# YOUR TASK
From the entries below, return only the lines starting at the one that contains "filename homework-core/src/domain/homework.rs" and ending at the one that contains "pub fn extract_latest(&self)", exactly as they stand.

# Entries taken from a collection

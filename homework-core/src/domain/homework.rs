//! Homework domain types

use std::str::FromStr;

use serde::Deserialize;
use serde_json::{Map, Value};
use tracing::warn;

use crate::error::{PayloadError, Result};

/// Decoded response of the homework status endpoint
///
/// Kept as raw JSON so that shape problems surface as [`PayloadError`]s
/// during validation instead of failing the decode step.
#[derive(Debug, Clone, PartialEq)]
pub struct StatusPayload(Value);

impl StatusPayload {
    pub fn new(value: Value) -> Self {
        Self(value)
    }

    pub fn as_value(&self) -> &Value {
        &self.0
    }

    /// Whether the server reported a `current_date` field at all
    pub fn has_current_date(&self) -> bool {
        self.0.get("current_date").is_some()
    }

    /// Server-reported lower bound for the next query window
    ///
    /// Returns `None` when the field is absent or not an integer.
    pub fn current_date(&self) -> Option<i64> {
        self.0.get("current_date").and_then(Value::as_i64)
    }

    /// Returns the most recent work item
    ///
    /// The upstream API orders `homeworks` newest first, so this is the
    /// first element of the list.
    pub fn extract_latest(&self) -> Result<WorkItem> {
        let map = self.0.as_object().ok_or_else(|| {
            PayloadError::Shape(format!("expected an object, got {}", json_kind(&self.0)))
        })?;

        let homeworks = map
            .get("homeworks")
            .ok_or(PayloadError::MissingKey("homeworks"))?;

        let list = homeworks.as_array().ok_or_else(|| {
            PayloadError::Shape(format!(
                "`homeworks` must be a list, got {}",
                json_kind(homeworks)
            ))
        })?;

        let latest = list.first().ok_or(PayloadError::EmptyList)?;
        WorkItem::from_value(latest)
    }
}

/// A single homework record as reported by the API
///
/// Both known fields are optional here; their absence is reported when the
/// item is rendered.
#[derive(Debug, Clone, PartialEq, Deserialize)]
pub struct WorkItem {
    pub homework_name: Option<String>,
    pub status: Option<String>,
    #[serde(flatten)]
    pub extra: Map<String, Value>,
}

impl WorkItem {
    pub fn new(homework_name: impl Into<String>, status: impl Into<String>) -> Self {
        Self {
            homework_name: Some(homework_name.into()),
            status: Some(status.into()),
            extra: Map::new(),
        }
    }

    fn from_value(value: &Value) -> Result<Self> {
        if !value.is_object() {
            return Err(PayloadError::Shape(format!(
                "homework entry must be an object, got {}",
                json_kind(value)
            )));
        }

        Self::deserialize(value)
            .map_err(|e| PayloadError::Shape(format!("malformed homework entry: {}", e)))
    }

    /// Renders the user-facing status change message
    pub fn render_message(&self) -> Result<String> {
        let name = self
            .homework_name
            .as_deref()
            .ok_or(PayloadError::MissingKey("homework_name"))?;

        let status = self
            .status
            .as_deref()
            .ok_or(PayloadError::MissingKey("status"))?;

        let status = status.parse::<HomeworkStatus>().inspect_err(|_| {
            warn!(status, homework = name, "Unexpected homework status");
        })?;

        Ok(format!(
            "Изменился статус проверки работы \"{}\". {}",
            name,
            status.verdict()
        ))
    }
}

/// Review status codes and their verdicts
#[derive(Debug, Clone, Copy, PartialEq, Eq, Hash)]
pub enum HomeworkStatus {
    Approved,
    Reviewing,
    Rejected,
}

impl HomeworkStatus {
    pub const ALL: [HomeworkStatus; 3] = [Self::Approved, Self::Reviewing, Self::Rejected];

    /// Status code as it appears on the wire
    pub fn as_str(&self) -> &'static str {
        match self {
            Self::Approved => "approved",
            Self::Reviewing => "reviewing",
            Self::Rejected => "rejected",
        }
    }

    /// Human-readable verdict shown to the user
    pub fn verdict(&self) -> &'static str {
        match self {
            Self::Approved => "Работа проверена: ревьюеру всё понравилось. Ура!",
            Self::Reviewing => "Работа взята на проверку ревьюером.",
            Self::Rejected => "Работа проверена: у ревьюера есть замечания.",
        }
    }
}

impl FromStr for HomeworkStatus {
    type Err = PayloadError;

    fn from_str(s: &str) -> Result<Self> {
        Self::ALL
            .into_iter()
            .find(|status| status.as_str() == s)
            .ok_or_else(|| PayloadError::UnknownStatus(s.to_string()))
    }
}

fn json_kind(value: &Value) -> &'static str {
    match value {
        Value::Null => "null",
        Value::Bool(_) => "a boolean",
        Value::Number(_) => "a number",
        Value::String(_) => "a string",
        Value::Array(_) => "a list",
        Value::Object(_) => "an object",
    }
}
--
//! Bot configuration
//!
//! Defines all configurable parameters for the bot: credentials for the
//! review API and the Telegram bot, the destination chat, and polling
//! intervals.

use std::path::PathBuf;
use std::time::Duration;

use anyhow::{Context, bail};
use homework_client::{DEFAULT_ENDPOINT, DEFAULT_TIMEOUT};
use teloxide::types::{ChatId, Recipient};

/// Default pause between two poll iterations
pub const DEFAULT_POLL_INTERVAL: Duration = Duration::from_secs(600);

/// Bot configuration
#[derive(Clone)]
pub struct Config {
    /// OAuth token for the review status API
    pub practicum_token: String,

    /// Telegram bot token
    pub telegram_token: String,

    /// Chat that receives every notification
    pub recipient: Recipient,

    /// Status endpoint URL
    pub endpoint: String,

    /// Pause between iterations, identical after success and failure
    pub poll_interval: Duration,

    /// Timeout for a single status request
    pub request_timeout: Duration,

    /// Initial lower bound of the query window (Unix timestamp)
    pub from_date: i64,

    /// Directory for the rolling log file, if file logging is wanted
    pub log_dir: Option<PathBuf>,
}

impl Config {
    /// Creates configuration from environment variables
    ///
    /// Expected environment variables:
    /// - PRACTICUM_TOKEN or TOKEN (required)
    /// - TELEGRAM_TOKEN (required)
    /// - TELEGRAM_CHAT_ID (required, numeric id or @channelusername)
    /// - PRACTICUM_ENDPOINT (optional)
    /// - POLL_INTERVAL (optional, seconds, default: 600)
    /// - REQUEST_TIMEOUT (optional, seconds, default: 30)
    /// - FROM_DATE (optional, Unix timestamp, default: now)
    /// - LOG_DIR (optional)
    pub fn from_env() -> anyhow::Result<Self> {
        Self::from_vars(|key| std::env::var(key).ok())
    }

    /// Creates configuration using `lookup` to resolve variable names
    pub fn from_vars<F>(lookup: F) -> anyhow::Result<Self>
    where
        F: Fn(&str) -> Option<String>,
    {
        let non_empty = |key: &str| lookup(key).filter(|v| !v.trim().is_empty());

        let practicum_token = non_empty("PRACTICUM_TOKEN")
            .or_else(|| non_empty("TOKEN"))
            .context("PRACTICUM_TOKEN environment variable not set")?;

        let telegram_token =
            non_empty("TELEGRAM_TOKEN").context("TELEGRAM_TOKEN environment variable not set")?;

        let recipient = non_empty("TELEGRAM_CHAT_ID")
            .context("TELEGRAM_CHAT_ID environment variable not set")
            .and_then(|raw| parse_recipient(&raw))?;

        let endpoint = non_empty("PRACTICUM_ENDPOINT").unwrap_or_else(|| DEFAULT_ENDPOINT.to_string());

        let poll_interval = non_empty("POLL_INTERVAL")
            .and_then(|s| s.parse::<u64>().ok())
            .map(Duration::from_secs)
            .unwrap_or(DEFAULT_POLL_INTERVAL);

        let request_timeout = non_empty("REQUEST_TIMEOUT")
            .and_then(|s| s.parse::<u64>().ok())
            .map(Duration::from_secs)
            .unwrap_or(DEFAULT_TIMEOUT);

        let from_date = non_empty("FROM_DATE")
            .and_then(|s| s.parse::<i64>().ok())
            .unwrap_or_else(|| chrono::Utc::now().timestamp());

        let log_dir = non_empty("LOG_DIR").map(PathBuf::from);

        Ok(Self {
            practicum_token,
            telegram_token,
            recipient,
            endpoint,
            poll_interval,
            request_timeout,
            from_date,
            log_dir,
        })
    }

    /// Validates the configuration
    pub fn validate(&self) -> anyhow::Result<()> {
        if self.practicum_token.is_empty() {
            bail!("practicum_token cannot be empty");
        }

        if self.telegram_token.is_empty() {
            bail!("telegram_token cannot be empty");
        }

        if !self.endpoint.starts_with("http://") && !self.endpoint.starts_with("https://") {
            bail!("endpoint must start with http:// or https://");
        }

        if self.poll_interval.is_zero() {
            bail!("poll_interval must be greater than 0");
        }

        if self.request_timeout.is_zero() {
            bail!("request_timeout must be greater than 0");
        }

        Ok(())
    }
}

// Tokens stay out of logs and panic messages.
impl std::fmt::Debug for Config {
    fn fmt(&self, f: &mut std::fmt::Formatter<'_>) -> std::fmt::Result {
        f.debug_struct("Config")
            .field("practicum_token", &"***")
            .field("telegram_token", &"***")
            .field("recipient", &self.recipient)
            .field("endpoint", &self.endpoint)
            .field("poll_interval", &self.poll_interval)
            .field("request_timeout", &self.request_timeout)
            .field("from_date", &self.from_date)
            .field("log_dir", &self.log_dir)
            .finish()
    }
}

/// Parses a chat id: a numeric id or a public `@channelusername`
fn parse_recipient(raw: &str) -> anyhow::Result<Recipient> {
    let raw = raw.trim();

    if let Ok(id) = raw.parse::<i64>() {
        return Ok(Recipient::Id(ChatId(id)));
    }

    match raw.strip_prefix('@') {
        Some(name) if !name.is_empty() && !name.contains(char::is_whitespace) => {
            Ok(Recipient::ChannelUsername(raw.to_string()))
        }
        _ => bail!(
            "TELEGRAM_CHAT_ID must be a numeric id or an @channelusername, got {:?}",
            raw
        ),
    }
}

# THE COMPLETED TASK
filename homework-core/src/domain/homework.rs
//! Homework domain types

use std::str::FromStr;

use serde::Deserialize;
use serde_json::{Map, Value};
use tracing::warn;

use crate::error::{PayloadError, Result};

/// Decoded response of the homework status endpoint
///
/// Kept as raw JSON so that shape problems surface as [`PayloadError`]s
/// during validation instead of failing the decode step.
#[derive(Debug, Clone, PartialEq)]
pub struct StatusPayload(Value);

impl StatusPayload {
    pub fn new(value: Value) -> Self {
        Self(value)
    }

    pub fn as_value(&self) -> &Value {
        &self.0
    }

    /// Whether the server reported a `current_date` field at all
    pub fn has_current_date(&self) -> bool {
        self.0.get("current_date").is_some()
    }

    /// Server-reported lower bound for the next query window
    ///
    /// Returns `None` when the field is absent or not an integer.
    pub fn current_date(&self) -> Option<i64> {
        self.0.get("current_date").and_then(Value::as_i64)
    }

    /// Returns the most recent work item
    ///
    /// The upstream API orders `homeworks` newest first, so this is the
    /// first element of the list.
    pub fn extract_latest(&self) -> Result<WorkItem> {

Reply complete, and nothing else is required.